“I said ‘Yes,’ with the lazy sort of languor born of the indolence of the hour.
“‘Have you energy enough for a walk to the sea-shore?’ he asked.
“It had been my wish that very day. I had not been there since Mary’s illness. I hesitated in giving an answer. Abraham would be home at sunset.
“‘Don’t go, if it is only to please me,’ he said.
“‘I am going to please myself,’ I answered; ’only I wish to be at home on Abraham’s coming.’
“That afternoon, Bernard McKey for the first time told me of himself, and what the two years in Redleaf had done for him. One month more, and he should leave it. He put into words the memory of that first look across the dead. He talked to me, until the sea lost its sunlight sheen,—until I no longer heard its beat of incoming tide,—until I forgot the hour for Abraham’s coming. It was he who reminded me of it. Once more we paced the sands, already sown with our many footsteps, that the advancing waters would soon overwhelm. After that we went village-ward. The gloaming had come down when we reached home.
“‘Abraham must have been an hour here,’ I thought, as alone I went in.
“He met me in the hall.
“‘Where have you been, Lettie?’ was his greeting.
“‘On the sands.’
“‘Not alone?’
“‘No, Abraham; Bernard McKey has been with me.’

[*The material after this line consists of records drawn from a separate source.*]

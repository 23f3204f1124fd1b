//! Serializable summary of a test invocation, for `--json` output and CI
//! artifacts.

use std::path::PathBuf;

use chrono::{DateTime, Utc};
use serde::{Deserialize, Serialize};
use venom_engine::ImageRef;

use crate::builder::ToolImage;
use crate::export::list_result_files;
use crate::runner::TestResults;

#[derive(Debug, Clone, PartialEq, Serialize, Deserialize)]
pub struct TestReport {
    pub run_id: String,
    pub image: ImageRef,
    pub revision: String,
    pub toolchain: String,
    pub platform: String,
    /// Suite files the glob matched
    pub suites: usize,
    pub exit_code: i32,
    pub passed: bool,
    pub results_dir: PathBuf,
    /// Files produced by the tool, relative to `results_dir`
    pub result_files: Vec<PathBuf>,
    pub started_at: DateTime<Utc>,
    pub finished_at: DateTime<Utc>,
    pub duration_ms: u64,
}

impl TestReport {
    pub fn new(
        run_id: impl Into<String>,
        image: &ToolImage,
        results: &TestResults,
        suites: usize,
        started_at: DateTime<Utc>,
    ) -> Self {
        let finished_at = Utc::now();
        let results_dir = results.results_dir.path().to_path_buf();
        TestReport {
            run_id: run_id.into(),
            image: image.reference.clone(),
            revision: image.revision.clone(),
            toolchain: image.toolchain.to_string(),
            platform: image.platform.to_string(),
            suites,
            exit_code: results.exit_code,
            passed: results.passed(),
            result_files: list_result_files(&results_dir).unwrap_or_default(),
            results_dir,
            started_at,
            finished_at,
            duration_ms: (finished_at - started_at).num_milliseconds().max(0) as u64,
        }
    }
}

#[cfg(test)]
mod tests {
    use super::*;
    use crate::manifest::ToolchainVersion;
    use tempfile::tempdir;
    use venom_engine::{Directory, Platform};

    #[test]
    fn test_report_from_results() {
        let dir = tempdir().unwrap();
        std::fs::write(dir.path().join("test_results.html"), "<html/>").unwrap();

        let image = ToolImage {
            reference: ImageRef("venom-harness/venom:0123456789ab".into()),
            binary_path: "/usr/local/venom".into(),
            revision: "deadbeef".into(),
            toolchain: ToolchainVersion::parse("1.22.0").unwrap(),
            platform: Platform::new("linux", "amd64"),
        };
        let results = TestResults {
            results_dir: Directory::new(dir.path()),
            exit_code: 2,
        };

        let report = TestReport::new("run-1", &image, &results, 3, Utc::now());
        assert!(!report.passed);
        assert_eq!(report.exit_code, 2);
        assert_eq!(report.platform, "linux/amd64");
        assert_eq!(report.result_files, vec![PathBuf::from("test_results.html")]);

        let json = serde_json::to_value(&report).unwrap();
        assert_eq!(json["suites"], 3);
        assert_eq!(json["toolchain"], "1.22.0");
    }
}
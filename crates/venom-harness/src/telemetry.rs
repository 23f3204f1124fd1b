//! Tracing setup for venom-harness binaries.

use tracing::Level;
use tracing_subscriber::layer::SubscriberExt;
use tracing_subscriber::util::SubscriberInitExt;
use tracing_subscriber::{fmt, EnvFilter};

/// Install the global subscriber. `RUST_LOG` wins over `level` when set;
/// `json` switches to one JSON object per line. Later calls are no-ops.
pub fn init_tracing(json: bool, level: Level) {
    let filter = EnvFilter::try_from_default_env().unwrap_or_else(|_| EnvFilter::new(level.as_str()));
    let registry = tracing_subscriber::registry().with(filter);

    let installed = if json {
        registry
            .with(fmt::layer().with_target(false).with_writer(std::io::stderr).json())
            .try_init()
    } else {
        registry
            .with(fmt::layer().with_target(false).with_writer(std::io::stderr))
            .try_init()
    };
    // Already installed by an earlier call or a test harness.
    let _ = installed;
}
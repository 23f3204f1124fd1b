//! Shell-style wildcard matching for single path components.
//!
//! Mirrors what `/bin/sh` does when expanding a pattern such as `*.y*ml`:
//! `*` matches any run of characters, `?` matches one character, and a
//! leading `.` in a file name is only matched by a literal `.`.

/// Match `name` (a file name, not a path) against `pattern`.
pub fn wildcard_match(pattern: &str, name: &str) -> bool {
    if name.starts_with('.') && !pattern.starts_with('.') {
        return false;
    }
    matches(pattern.as_bytes(), name.as_bytes())
}

fn matches(pattern: &[u8], name: &[u8]) -> bool {
    match (pattern.first(), name.first()) {
        (None, None) => true,
        (Some(b'*'), _) => {
            matches(&pattern[1..], name) || (!name.is_empty() && matches(pattern, &name[1..]))
        }
        (Some(b'?'), Some(_)) => matches(&pattern[1..], &name[1..]),
        (Some(p), Some(n)) if p == n => matches(&pattern[1..], &name[1..]),
        _ => false,
    }
}
//! `VenomHarness`: build the tool, then run suites with it.

use std::sync::Arc;

use chrono::Utc;
use tracing::info;
use uuid::Uuid;
use venom_engine::{ContainerEngine, Directory, DockerEngine};

use crate::builder::{ToolImage, ToolImageBuilder};
use crate::config::HarnessConfig;
use crate::discovery::discover_suites;
use crate::error::Result;
use crate::phase::{PhaseTracker, RunPhase};
use crate::report::TestReport;
use crate::runner::{RunOptions, TestResults, TestRunner};

/// Entry point tying a [`ToolImageBuilder`] and a [`TestRunner`] to one
/// engine and one configuration. Cheap to share; each call is independent.
pub struct VenomHarness {
    engine: Arc<dyn ContainerEngine>,
    config: HarnessConfig,
}

impl VenomHarness {
    pub fn new(engine: Arc<dyn ContainerEngine>, config: HarnessConfig) -> Self {
        VenomHarness { engine, config }
    }

    /// Harness backed by the local docker and git CLIs.
    pub fn with_docker(config: HarnessConfig) -> Result<Self> {
        config.validate()?;
        let engine = Arc::new(DockerEngine::new(config.docker_config()));
        Ok(Self::new(engine, config))
    }

    pub fn config(&self) -> &HarnessConfig {
        &self.config
    }

    pub fn builder(&self) -> ToolImageBuilder {
        ToolImageBuilder::new(self.engine.clone(), self.config.clone())
    }

    pub fn runner(&self) -> TestRunner {
        TestRunner::new(self.engine.clone(), RunOptions::from(&self.config))
    }

    /// Build the tool image.
    pub async fn build(&self) -> Result<ToolImage> {
        self.builder().build_tool_image().await
    }

    /// Build the tool image and run every suite in `tests` with it.
    pub async fn test(&self, tests: &Directory) -> Result<TestResults> {
        let (_, results, _) = self.test_with_report(tests).await?;
        Ok(results)
    }

    /// [`test`](Self::test), also returning the image used and a report.
    pub async fn test_with_report(
        &self,
        tests: &Directory,
    ) -> Result<(ToolImage, TestResults, TestReport)> {
        let started_at = Utc::now();
        let mut tracker = PhaseTracker::new(Uuid::new_v4().to_string());
        info!(run_id = %tracker.run_id(), tests = %tests, "Starting venom test run");

        let image = match self.build().await {
            Ok(image) => image,
            Err(e) => {
                tracker.fail(&e);
                return Err(e);
            }
        };
        tracker.advance(RunPhase::Built);

        let results = self.runner().run_tracked(&image, tests, &mut tracker).await?;

        let suites = discover_suites(tests.path()).map(|s| s.len()).unwrap_or(0);
        let report = TestReport::new(tracker.run_id(), &image, &results, suites, started_at);
        Ok((image, results, report))
    }
}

“‘By what right?’ he demanded, with that mighty power of voice that is laid up within him for especial occasions.
“’By the right that I gave him, by the right that is his to walk with me,’ I said; for I grew defiant, and felt a renewal of strength, enough to tell Abraham the truth.
“Don’t start so, Anemone,” she said to me. “You think defiance unwomanly, and so do I; but it was for once only, and I felt that my brother had no right to question me.

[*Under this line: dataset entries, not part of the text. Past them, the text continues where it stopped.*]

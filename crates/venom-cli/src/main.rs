//! Venom Harness CLI
//!
//! The `venom-harness` command builds the Venom integration-testing tool
//! into a container image and runs YAML suites with it.
//!
//! ## Commands
//!
//! - `build`: Build the tool image and print its reference
//! - `test`: Build the tool, run every suite in a directory, report the exit code
//! - `discover`: List the suite files a test run would pick up

use anyhow::{Context, Result};
use clap::{Parser, Subcommand};
use std::path::{Path, PathBuf};
use tracing::{info, Level};

use venom_engine::{Directory, Platform};
use venom_harness::{
    discover_suites, export_results, init_tracing, HarnessConfig, VenomHarness, SUITE_PATTERN,
};

#[derive(Parser)]
#[command(name = "venom-harness")]
#[command(author = "Stevedores Org")]
#[command(version = env!("CARGO_PKG_VERSION"))]
#[command(about = "Build the Venom CLI and run integration suites in containers", long_about = None)]
struct Cli {
    /// Enable verbose output
    #[arg(short, long, global = true)]
    verbose: bool,

    /// Emit JSON-formatted log lines and a JSON report
    #[arg(long, global = true)]
    json: bool,

    /// JSON config file (default: environment only)
    #[arg(short, long, global = true)]
    config: Option<PathBuf>,

    /// Docker CLI binary
    #[arg(long, global = true, env = "VENOM_HARNESS_DOCKER")]
    docker: Option<String>,

    /// Venom source repository
    #[arg(long, global = true)]
    source_url: Option<String>,

    /// Branch or `tags/<tag>` to build (default: remote HEAD)
    #[arg(long, global = true)]
    source_ref: Option<String>,

    /// Target platform as `<os>/<arch>` (default: host)
    #[arg(long, global = true)]
    platform: Option<String>,

    #[command(subcommand)]
    command: Commands,
}

#[derive(Subcommand)]
enum Commands {
    /// Build the Venom image
    Build,

    /// Build the Venom image and run the suites in a directory
    Test {
        /// Directory holding the *.y*ml suites
        #[arg(short, long, default_value = ".")]
        tests: PathBuf,

        /// Copy the results tree into this directory
        #[arg(short, long)]
        export: Option<PathBuf>,

        /// Exit with the tool's exit code instead of 0
        #[arg(long)]
        fail_on_error: bool,

        /// Time limit for the test container in seconds (0 = none)
        #[arg(long)]
        timeout: Option<u64>,
    },

    /// List the suites a test run would execute
    Discover {
        /// Directory holding the *.y*ml suites
        #[arg(short, long, default_value = ".")]
        tests: PathBuf,
    },
}

#[tokio::main]
async fn main() -> Result<()> {
    let cli = Cli::parse();

    // Setup logging
    let level = if cli.verbose {
        Level::DEBUG
    } else {
        Level::INFO
    };
    init_tracing(cli.json, level);

    let config = load_config(&cli)?;

    match cli.command {
        Commands::Build => {
            let harness = VenomHarness::with_docker(config).context("Invalid configuration")?;
            cmd_build(&harness, cli.json).await
        }
        Commands::Test {
            tests,
            export,
            fail_on_error,
            timeout,
        } => {
            let mut config = config;
            if let Some(secs) = timeout {
                config.timeout_secs = secs;
            }
            let harness = VenomHarness::with_docker(config).context("Invalid configuration")?;
            let exit_code = cmd_test(&harness, &tests, export.as_deref(), cli.json).await?;
            if fail_on_error && exit_code != 0 {
                std::process::exit(exit_code);
            }
            Ok(())
        }
        Commands::Discover { tests } => cmd_discover(&tests, cli.json),
    }
}

/// File or environment config, then command-line overrides.
fn load_config(cli: &Cli) -> Result<HarnessConfig> {
    let mut config = match &cli.config {
        Some(path) => HarnessConfig::from_file(path)
            .with_context(|| format!("Failed to load config from {:?}", path))?,
        None => HarnessConfig::from_env(),
    };

    if let Some(docker) = &cli.docker {
        config.docker_bin = docker.clone();
    }
    if let Some(url) = &cli.source_url {
        config.source_url = url.clone();
    }
    if let Some(git_ref) = &cli.source_ref {
        config.source_ref = git_ref.clone();
    }
    if let Some(raw) = &cli.platform {
        config.platform = Some(parse_platform(raw)?);
    }
    if cli.verbose {
        config.verbose = config.verbose.max(2);
    }
    Ok(config)
}

fn parse_platform(raw: &str) -> Result<Platform> {
    match raw.split_once('/') {
        Some((os, arch)) if !os.is_empty() && !arch.is_empty() && !arch.contains('/') => {
            Ok(Platform::new(os, arch))
        }
        _ => anyhow::bail!("Invalid platform {:?}: expected <os>/<arch>", raw),
    }
}

/// Build the Venom image
async fn cmd_build(harness: &VenomHarness, json: bool) -> Result<()> {
    let image = harness
        .build()
        .await
        .context("Failed to build venom image")?;

    if json {
        println!("{}", serde_json::to_string_pretty(&image)?);
    } else {
        println!("Image: {}", image.reference);
        println!("Revision: {}", image.revision);
        println!("Go toolchain: {}", image.toolchain);
        println!("Platform: {}", image.platform);
    }
    Ok(())
}

/// Build, run the suites, and return the tool's exit code
async fn cmd_test(
    harness: &VenomHarness,
    tests: &Path,
    export: Option<&Path>,
    json: bool,
) -> Result<i32> {
    let tests_dir = Directory::new(tests);
    let (_, results, report) = harness
        .test_with_report(&tests_dir)
        .await
        .context("Venom test run failed")?;

    if let Some(dest) = export {
        let copied = export_results(&results, dest)
            .with_context(|| format!("Failed to export results to {:?}", dest))?;
        info!(files = copied, "Results exported");
    }

    if json {
        println!("{}", serde_json::to_string_pretty(&report)?);
    } else {
        println!("Run ID: {}", report.run_id);
        println!("Image: {}", report.image);
        println!("Suites: {}", report.suites);
        println!(
            "Status: {}",
            if report.passed { "✓ PASSED" } else { "✗ FAILED" }
        );
        println!("Exit code: {}", report.exit_code);
        println!("Duration: {}ms", report.duration_ms);
        println!("Results: {}", results.results_dir);
        if let Some(dest) = export {
            println!("Exported to: {}", dest.display());
        }
    }
    Ok(results.exit_code)
}

/// List the suites a test run would execute
fn cmd_discover(tests: &Path, json: bool) -> Result<()> {
    let suites =
        discover_suites(tests).with_context(|| format!("Failed to read {:?}", tests))?;

    if json {
        println!("{}", serde_json::to_string_pretty(&suites)?);
        return Ok(());
    }
    if suites.is_empty() {
        println!("No suites matching {} in {}", SUITE_PATTERN, tests.display());
        return Ok(());
    }
    for suite in &suites {
        println!("{}", suite.display());
    }
    println!();
    println!("{} suite(s)", suites.len());
    Ok(())
}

“But one word came from his lips, as he confronted me there, with folded arms; it was,—
“‘When?’
“‘This very afternoon, Abraham.’
“Mother came out at the moment. She saw the cloud on Abraham’s brow even in the dim light. She asked, ‘What is it?’ and Abraham answered us both at the same time.
“He had been to the home of Bernard McKey. He proved to my mother’s utmost satisfaction that her daughter had no right to care for one like Bernard McKey. He did not know the right that came on that night almost two years before. He saw that his proofs were idle to me; but he said ‘he had another, one that I would accept, for I was an Axtell.’
“’Yes, Abraham, I am an Axtell, and I shall prove my right to the name, come what will’; and without waiting to hear more, I glided into the darkness up-stairs.